Re-retry failing flaky tests from CI pipeline by rahulrane50 · Pull Request #2367 · apache/helix

rahulrane50 · 2023-02-03T00:52:51Z

Issues

My PR addresses the following Helix issues and references them in the PR description:

Description

Here are some details about my PR, including screenshots of any UI changes:

Problem :
Currently there are many flaky tests (~10) which fails atleast once in 10 runs. After analyzing its failures it looks like that many of those failures are due to some uncontrolled situations like previous tests stale zk client interruption, callbacks. This can be fixed if this tests are re-run independently. Currently all contributors have to manually re-run this failing tests locally and and once it passes it can be shows as a proof.

Solutions :
This fix proposes to use surefire plugin to re-run failing tests. This plugin re-runs failing test independently in same CI pipeline run.

Tests

The following tests are written for this issue:

I verified this option on my repo 4 times and all 4 times CI run was successful. Although this doesn't guarantee that CI will never fail due to flaky tests but it gives enough confidence for us to try this option in our CI pipelines.

Yaml validated files.

jiajunwang · 2023-02-03T18:01:46Z

Thanks for working on improving Helix test. But overall I don't like this kind of changes.

We tried to add retry before, not working well. In many cases, if a test fails, retry will keep failing.
Retry should be added into each test case whenever we determine that a retry fits the test logic. Adding retry to everything blindly just hide problem. It would be much worse if the problem happens in production (where retry won't help).
Based on all the tests that I tried to stablized, the main issue is most possibly in problematic testing logic, like lacking of signal after triggering an async operation, so the test check conditions prematurelly.

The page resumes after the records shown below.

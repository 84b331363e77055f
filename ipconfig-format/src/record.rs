use std::fmt;

use crate::schema::{AttributeType, TERMINAL_KEY};

/// An address with its subnet prefix length.
#[derive(Debug, Clone, Eq, PartialEq)]
pub struct Link {
    pub address: String,
    pub prefix: u32,
}

impl Link {
    pub fn new<S: Into<String>>(address: S, prefix: u32) -> Link {
        Link {
            address: address.into(),
            prefix,
        }
    }
}

impl fmt::Display for Link {
    fn fmt(&self, f: &mut fmt::Formatter<'_>) -> fmt::Result {
        write!(f, "{}/{}", self.address, self.prefix)
    }
}

#[derive(Debug, Clone, Default, Eq, PartialEq)]
pub struct Route {
    /// A destination with a zero prefix is never written, in either format. Use
    /// [`Route::destination`] to see the destination that will be written.
    pub destination: Option<Link>,
    pub next_hop: Option<String>,
}

impl Route {
    /// A destination with a zero prefix is dropped.
    pub fn new<S: Into<String>>(destination: Option<Link>, next_hop: Option<S>) -> Route {
        Route {
            destination: destination.filter(|link| link.prefix != 0),
            next_hop: next_hop.map(Into::into),
        }
    }

    /// A route without a destination.
    pub fn default_via<S: Into<String>>(next_hop: S) -> Route {
        Route {
            destination: None,
            next_hop: Some(next_hop.into()),
        }
    }

    /// The destination, if it is fully set. A zero prefix counts as unset.
    #[inline(always)]
    pub fn destination(&self) -> Option<&Link> {
        self.destination.as_ref().filter(|link| link.prefix != 0)
    }

    #[inline(always)]
    pub fn next_hop(&self) -> Option<&str> {
        self.next_hop.as_deref()
    }

    #[inline(always)]
    pub fn is_default(&self) -> bool {
        self.destination().is_none()
    }
}

impl fmt::Display for Route {
    fn fmt(&self, f: &mut fmt::Formatter<'_>) -> fmt::Result {
        match (self.destination(), self.next_hop()) {
            (Some(destination), Some(next_hop)) => write!(f, "{} {}", destination, next_hop),
            // The trailing space keeps the destination from reading back as a next hop.
            (Some(destination), None) => write!(f, "{} ", destination),
            (None, Some(next_hop)) => write!(f, "{}", next_hop),
            (None, None) => Ok(()),
        }
    }
}

#[derive(Debug, Clone, Eq, PartialEq)]
pub enum AttributeValue {
    Terminal,
    Integer(u32),
    String(String),
    Link(Link),
    Route(Route),
}

impl AttributeValue {
    #[inline(always)]
    pub fn ty(&self) -> AttributeType {
        match self {
            AttributeValue::Terminal => AttributeType::Terminal,
            AttributeValue::Integer(_) => AttributeType::Integer,
            AttributeValue::String(_) => AttributeType::String,
            AttributeValue::Link(_) => AttributeType::Link,
            AttributeValue::Route(_) => AttributeType::Route,
        }
    }

    #[inline(always)]
    pub fn as_integer(&self) -> Option<u32> {
        match self {
            AttributeValue::Integer(value) => Some(*value),
            _ => None,
        }
    }

    #[inline(always)]
    pub fn as_str(&self) -> Option<&str> {
        match self {
            AttributeValue::String(value) => Some(value),
            _ => None,
        }
    }

    #[inline(always)]
    pub fn as_link(&self) -> Option<&Link> {
        match self {
            AttributeValue::Link(link) => Some(link),
            _ => None,
        }
    }

    #[inline(always)]
    pub fn as_route(&self) -> Option<&Route> {
        match self {
            AttributeValue::Route(route) => Some(route),
            _ => None,
        }
    }
}

#[derive(Debug, Clone, Eq, PartialEq)]
pub struct Attribute {
    pub key: String,
    pub value: AttributeValue,
}

impl Attribute {
    pub fn new<S: Into<String>>(key: S, value: AttributeValue) -> Attribute {
        Attribute {
            key: key.into(),
            value,
        }
    }

    pub fn terminal() -> Attribute {
        Attribute::new(TERMINAL_KEY, AttributeValue::Terminal)
    }

    #[inline(always)]
    pub fn ty(&self) -> AttributeType {
        self.value.ty()
    }

    #[inline(always)]
    pub fn is_terminal(&self) -> bool {
        self.ty() == AttributeType::Terminal
    }
}

/// A versioned, ordered list of attributes.
///
/// Attributes keep their insertion order. Duplicate keys are kept as they are.
#[derive(Debug, Clone, Default, Eq, PartialEq)]
pub struct Config {
    pub(crate) version: u32,
    pub(crate) attributes: Vec<Attribute>,
}

impl Config {
    pub fn new(version: u32) -> Config {
        Config {
            version,
            attributes: vec![],
        }
    }

    #[inline(always)]
    pub fn version(&self) -> u32 {
        self.version
    }

    #[inline(always)]
    pub fn attributes(&self) -> &[Attribute] {
        &self.attributes
    }

    #[inline(always)]
    pub fn push(&mut self, attribute: Attribute) {
        self.attributes.push(attribute);
    }

    /// First attribute with `key`.
    #[inline(always)]
    pub fn get(&self, key: &str) -> Option<&AttributeValue> {
        self.attributes
            .iter()
            .find(|attribute| attribute.key == key)
            .map(|attribute| &attribute.value)
    }

    #[inline(always)]
    pub fn is_terminated(&self) -> bool {
        self.attributes.iter().any(Attribute::is_terminal)
    }

    #[inline(always)]
    pub fn into_attributes(self) -> Vec<Attribute> {
        self.attributes
    }
}

#[cfg(test)]
mod tests {
    use super::*;

    #[test]
    fn route_text_forms() {
        let route = Route::new(Some(Link::new("10.0.0.0", 24)), Some("10.0.0.1"));
        assert_eq!(route.to_string(), "10.0.0.0/24 10.0.0.1");

        let route = Route::default_via("0.0.0.0");
        assert!(route.is_default());
        assert_eq!(route.to_string(), "0.0.0.0");

        let route = Route::new::<String>(Some(Link::new("192.168.1.0", 24)), None);
        assert_eq!(route.to_string(), "192.168.1.0/24 ");
        assert_eq!(route.to_string().parse::<Route>().unwrap(), route);
        assert_eq!(Route::default().to_string(), "");
    }

    #[test]
    fn zero_prefix_destination_is_unset() {
        let route = Route::new(Some(Link::new("0.0.0.0", 0)), Some("10.0.0.1"));
        assert_eq!(route.destination, None);
        assert_eq!(route, Route::default_via("10.0.0.1"));

        let route = Route {
            destination: Some(Link::new("0.0.0.0", 0)),
            next_hop: Some("10.0.0.1".into()),
        };
        assert!(route.destination().is_none());
        assert_eq!(route.to_string(), "10.0.0.1");
    }

    #[test]
    fn value_type_follows_variant() {
        assert_eq!(AttributeValue::Integer(3).ty(), AttributeType::Integer);
        assert_eq!(
            AttributeValue::Link(Link::new("10.0.0.2", 8)).ty(),
            AttributeType::Link
        );
        assert_eq!(AttributeValue::Integer(3).as_str(), None);
        assert!(Attribute::terminal().is_terminal());
    }

    #[test]
    fn config_keeps_order_and_duplicates() {
        let mut config = Config::new(2);
        config.push(Attribute::new("dns", AttributeValue::String("8.8.8.8".into())));
        config.push(Attribute::new("dns", AttributeValue::String("8.8.4.4".into())));

        assert_eq!(config.attributes().len(), 2);
        assert_eq!(config.get("dns").and_then(|v| v.as_str()), Some("8.8.8.8"));
        assert!(!config.is_terminated());

        config.push(Attribute::terminal());
        assert!(config.is_terminated());
    }
}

rahulrane50 · 2023-02-03T18:37:32Z

Thanks a lot @jiajunwang for the review and valuable feedback! I totally agree with your thought process on retrying tests only when it makes sense but for now we have unstable CI and it's such a pain for contributor to submit a PR then wait for results and if any tests fail then verify it locally (which most of the times it works). This is an attempt to reduce that pain. I totally understand that it might not help or resolve this issue but i can try :)

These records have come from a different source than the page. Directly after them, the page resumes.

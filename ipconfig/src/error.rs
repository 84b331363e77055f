pub type Result<T> = std::result::Result<T, Error>;

#[derive(Debug, thiserror::Error)]
pub enum Error {
    #[error("Cannot read unpacked configuration (version {version})")]
    ReadUnpacked {
        version: u32,
        #[source]
        source: ipconfig_format::Error,
    },

    #[error("Cannot write packed configuration")]
    WritePacked {
        #[source]
        source: ipconfig_format::Error,
    },

    #[error("Cannot read packed configuration")]
    ReadPacked {
        #[source]
        source: ipconfig_format::Error,
    },

    #[error("Cannot write unpacked configuration (version {version})")]
    WriteUnpacked {
        version: u32,
        #[source]
        source: ipconfig_format::Error,
    },

    #[error("Cannot flush standard output")]
    Flush {
        #[source]
        source: std::io::Error,
    },
}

Hence i have not yet published this PR, first let me try this CI couple of times and if i have enough confidence on this that it's giving positive results then i can submit it for review :)
BTW jFYI i have also picked up few top failing UTs and trying dig deeper to understand fundamental cause of failure so i will continue that effort in parallel to this patch fixes.
Let me know if that makes sense.

jiajunwang · 2023-02-03T20:38:17Z

Thanks a lot @jiajunwang for the review and valuable feedback! I totally agree with your thought process on retrying tests only when it makes sense but for now we have unstable CI and it's such a pain for contributor to submit a PR then wait for results and if any tests fail then verify it locally (which most of the times it works). This is an attempt to reduce that pain. I totally understand that it might not help or resolve this issue but i can try :)

Hence i have not yet published this PR, first let me try this CI couple of times and if i have enough confidence on this that it's giving positive results then i can submit it for review :) BTW jFYI i have also picked up few top failing UTs and trying dig deeper to understand fundamental cause of failure so i will continue that effort in parallel to this patch fixes. Let me know if that makes sense.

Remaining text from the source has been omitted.